● **REQUIREMENT**
Would you copy each line of the data below that has "minted"?

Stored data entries

* * * * * * * * *

use core::future::Future;
use std::sync::Arc;

use meshview_asset::{ResourceHandle, ResourceRegistry, ResourceUrlSet};
use meshview_scene::{SceneObject, SharedMaterial};
use tracing::debug;

use crate::{ConversionError, LoadCallbacks};

/// Turns an imported model into a renderable [`SceneObject`].
pub trait Converter: 'static {
    /// The model produced by the [`Importer`](crate::Importer) this converter is paired with.
    type Model: 'static;

    /// Converts `model`.
    ///
    /// Every transient resource the scene needs must be created through
    /// [`ConvertContext::create_resource_url`] so the loader can release it later.
    fn convert(
        &self,
        model: &Self::Model,
        params: &ConversionParams,
        context: &mut ConvertContext<'_, Self::Model>,
    ) -> impl Future<Output = Result<ConvertedModel, ConversionError>>;
}

/// Parameters fixed for every conversion a loader runs.
#[derive(Debug, Clone, Copy, Default, PartialEq, Eq)]
pub struct ConversionParams {
    /// Build materials with medium precision shaders, for drivers with broken high precision.
    pub force_mediump_for_materials: bool,
}

/// What a [`Converter`] produces.
#[derive(Debug)]
pub struct ConvertedModel {
    /// The root of the renderable scene.
    pub object: SceneObject,
    /// The material given to surfaces without one of their own, if any surface needed it.
    pub default_material: Option<SharedMaterial>,
}

/// The complete output of the convert stage: the converted model plus the transient resources
/// minted while converting it.
#[derive(Debug)]
pub struct ConversionOutput {
    /// The root of the renderable scene.
    pub object: SceneObject,
    /// The material given to surfaces without one of their own.
    pub default_material: Option<SharedMaterial>,
    /// Resources the scene references.
    pub resource_urls: ResourceUrlSet,
}

/// The channel a [`Converter`] reports through and mints resources with.
///
/// Resources minted through the context belong to the load. If the context is dropped before
/// the conversion completes, they are revoked with it.
pub struct ConvertContext<'a, M: 'static> {
    callbacks: &'a mut dyn LoadCallbacks<M>,
    registry: &'a ResourceRegistry,
    resource_urls: ResourceUrlSet,
}

impl<'a, M: 'static> ConvertContext<'a, M> {
    pub(crate) fn new(
        callbacks: &'a mut dyn LoadCallbacks<M>,
        registry: &'a ResourceRegistry,
    ) -> Self {
        Self {
            callbacks,
            registry,
            resource_urls: ResourceUrlSet::new(),
        }
    }

    /// Stores `data` as a transient resource of this load and returns its handle.
    pub fn create_resource_url(
        &mut self,
        data: impl Into<Arc<[u8]>>,
        mime_type: impl Into<String>,
    ) -> ResourceHandle {
        let handle = self.registry.create(data, mime_type);
        self.resource_urls.insert(handle.clone());
        handle
    }

    /// Reports that a texture finished loading.
    pub fn texture_loaded(&mut self) {
        self.callbacks.on_texture_loaded();
    }

    /// The registry resources are minted in, to resolve handles created earlier.
    pub fn registry(&self) -> &ResourceRegistry {
        self.registry
    }

    /// Completes the conversion, handing the minted resources over to the caller.
    pub(crate) fn finish(mut self, converted: ConvertedModel) -> ConversionOutput {
        ConversionOutput {
            object: converted.object,
            default_material: converted.default_material,
            resource_urls: core::mem::take(&mut self.resource_urls),
        }
    }
}

impl<M: 'static> Drop for ConvertContext<'_, M> {
    fn drop(&mut self) {
        let revoked = self.resource_urls.revoke_all(self.registry);
        if revoked > 0 {
            debug!("released {} resources of an unfinished conversion", revoked);
        }
    }
}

* * * * * * * * *

● **EXERCISE RESULT**
/// minted while converting it.
/// Resources minted through the context belong to the load. If the context is dropped before
    /// The registry resources are minted in, to resolve handles created earlier.
    /// Completes the conversion, handing the minted resources over to the caller.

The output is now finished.